Electric Load Forecasting Based on Deep Ensemble Learning

Abstract

Short-to-medium-term electric load forecasting is crucial for grid planning, transformation, and load scheduling for power supply departments. Various complex and ever-changing factors such as weather, seasons, regional economic structures, and enterprise production cycles exert uncontrollable effects on the electric grid load. While the causal convolutional neural network can significantly enhance long-term sequence prediction, it may suffer from problems such as vanishing gradients and overfitting due to extended time series. To address this issue, this paper introduces a new power load data anomaly detection method, which leverages a convolutional neural network (CNN) to extract temporal and spatial information from the load data. The features extracted are then processed using a bidirectional long short-term memory network (BiLSTM) to capture the temporal dependencies in the data more adeptly. An enhanced random forest (RF) classifier is employed for anomaly detection in electric load data.
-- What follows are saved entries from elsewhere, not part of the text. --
use geoharness::engine::harness::HarnessRunner;
use geoharness::engine::refinement::Termination;
use geoharness::{Coordinate, GeminiClient, RefinementLoop, RefinementRequest, RefinementStatus};
use httpmock::prelude::*;
use std::time::Duration;

const GENERATE_PATH: &str = "/models/gemini-2.0-flash:generateContent";

fn gemini_reply(text: &str) -> serde_json::Value {
    serde_json::json!({
        "candidates": [{"content": {"role": "model", "parts": [{"text": text}]}}]
    })
}

fn client(server: &MockServer) -> GeminiClient {
    GeminiClient::new(
        server.base_url(),
        "gemini-2.0-flash",
        "integration-key",
        Duration::from_secs(5),
    )
    .unwrap()
}

fn start() -> Coordinate {
    Coordinate::new(37.5000, 127.0000).unwrap()
}

/// 緯度差 0.0001° ≈ 11.1m
fn truth() -> Coordinate {
    Coordinate::new(37.5001, 127.0000).unwrap()
}

#[tokio::test]
async fn test_refinement_converges_through_http_service() {
    let server = MockServer::start();
    let api_mock = server.mock(|when, then| {
        when.method(POST)
            .path(GENERATE_PATH)
            .header("x-goog-api-key", "integration-key")
            .body_contains("Current error (RMSE)");
        then.status(200)
            .header("Content-Type", "application/json")
            .json_body(gemini_reply(
                r#"{"lat_offset": 0.0001, "lng_offset": 0.0, "confidence": 0.9, "reasoning": "shift north"}"#,
            ));
    });

    let refinement = RefinementLoop::new(client(&server));
    let outcome = refinement
        .run(&RefinementRequest::new("Seoul test point", start(), truth()))
        .await;

    // 第一次修正後誤差 < 1m，第二輪開始前提前停止
    api_mock.assert_hits(1);
    assert_eq!(outcome.status, RefinementStatus::Success);
    assert_eq!(outcome.termination, Termination::EarlyStop);
    assert!(outcome.converged);
    assert_eq!(outcome.iterations.len(), 1);
    assert_eq!(outcome.reasoning.as_deref(), Some("shift north"));
    assert_eq!(outcome.harness_score, 100);
}

#[tokio::test]
async fn test_non_json_reply_is_a_parse_error() {
    let server = MockServer::start();
    server.mock(|when, then| {
        when.method(POST).path(GENERATE_PATH);
        then.status(200)
            .header("Content-Type", "application/json")
            .json_body(gemini_reply("I think you should move north a little."));
    });

    let outcome = RefinementLoop::new(client(&server))
        .run(&RefinementRequest::new("Seoul test point", start(), truth()))
        .await;

    assert_eq!(outcome.status, RefinementStatus::JsonParseError);
    assert!(outcome.iterations.is_empty());
    assert_eq!(outcome.final_position, start());
}

#[tokio::test]
async fn test_http_failure_is_timeout_or_error() {
    let server = MockServer::start();
    server.mock(|when, then| {
        when.method(POST).path(GENERATE_PATH);
        then.status(503).body("overloaded");
    });

    let outcome = RefinementLoop::new(client(&server))
        .run(&RefinementRequest::new("Seoul test point", start(), truth()))
        .await;

    assert_eq!(outcome.status, RefinementStatus::TimeoutOrError);
    assert_eq!(outcome.termination, Termination::ServiceError);
    assert!(outcome.iterations.is_empty());
}

#[tokio::test]
async fn test_slow_service_hits_loop_timeout() {
    let server = MockServer::start();
    server.mock(|when, then| {
        when.method(POST).path(GENERATE_PATH);
        then.status(200)
            .delay(Duration::from_millis(500))
            .json_body(gemini_reply(r#"{"lat_offset": 0.0001}"#));
    });

    let outcome = RefinementLoop::new(client(&server))
        .with_timeout(Duration::from_millis(50))
        .run(&RefinementRequest::new("Seoul test point", start(), truth()))
        .await;

    assert_eq!(outcome.status, RefinementStatus::TimeoutOrError);
    assert!(outcome.iterations.is_empty());
}

#[tokio::test]
async fn test_harness_runner_reports_before_and_after() {
    let server = MockServer::start();
    let api_mock = server.mock(|when, then| {
        when.method(POST).path(GENERATE_PATH);
        then.status(200)
            .header("Content-Type", "application/json")
            .json_body(gemini_reply(
                r#"{"lat_offset": 0.00005, "lng_offset": 0.0, "confidence": 0.7, "reasoning": "halfway"}"#,
            ));
    });

    let runner = HarnessRunner::new(Some(RefinementLoop::new(client(&server))), 2);
    let report = runner.run("API Request Point", start(), truth()).await;

    // 基準量測不呼叫服務；兩次各移動一半 → 收斂
    api_mock.assert_hits(2);
    assert!((report.rmse_before_m - 11.1195).abs() < 1e-3);
    assert!(report.rmse_after_m < 1.0);
    assert_eq!(report.iterations, 2);
    assert_eq!(report.corrections.len(), 2);
    assert_eq!(report.status, RefinementStatus::Success);
}
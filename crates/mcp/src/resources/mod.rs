// Resource providers: URI-addressed content exposed for reading

pub mod cache;
pub mod example;
pub mod file;
mod registry;

pub use cache::{CacheEntry, CachedProvider, ResourceCache};
pub use example::{ExampleResourceProvider, EXAMPLE_RESOURCE_URI};
pub use file::LocalFileProvider;
pub use registry::ResourceRegistry;

use bytes::Bytes;
use toolhost_core::{ResourceInfo, ResourceUri, ToolhostError, ToolhostResult};

/// Content source for a single URI scheme
#[async_trait::async_trait]
pub trait ResourceProvider: Send + Sync {
    /// Scheme this provider answers for, without `://`
    fn scheme(&self) -> &str;

    /// Resources this provider currently offers
    async fn list_resources(&self) -> ToolhostResult<Vec<ResourceInfo>>;

    /// Metadata for one URI
    async fn get_resource_info(&self, uri: &str) -> ToolhostResult<ResourceInfo>;

    /// Content for one URI
    async fn read_resource(&self, uri: &str) -> ToolhostResult<Bytes>;
}

/// Parse `uri` and make sure it uses `scheme`
pub fn ensure_scheme(uri: &str, scheme: &str) -> ToolhostResult<ResourceUri> {
    let parsed = ResourceUri::parse(uri)?;
    if parsed.scheme() != scheme {
        return Err(ToolhostError::unsupported_scheme(uri));
    }
    Ok(parsed)
}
Furthermore, the paper proposes a new model framework for electricity load forecasting that combines a dilated causal convolutional neural network with ensemble learning. This combination addresses issues such as vanishing gradients encountered in causal convolutional neural networks with long time series. Extreme gradient boosting (XGBoost), category boosting (CATBoost), and light gradient boosting machine (LightGBM) models act as the base learners for ensemble modeling to comprehend deep cross-features, and the prediction results generated by ensemble learning serve as a new feature set for secondary ensemble modeling. The dilated convolutional neural network broadens the receptive field of the convolutional kernel. All acquired feature values are concatenated and input into the dilated causal convolutional neural network for training, achieving short-to-medium-term electric load forecasting. Experimental results indicate that compared to existing models, its root mean squared error (RMSE) and mean squared error (MSE) in short-term and mid-term electricity load forecasting are reduced by 4.96% and 12.31%, respectively, underscoring the efficacy of the proposed framework.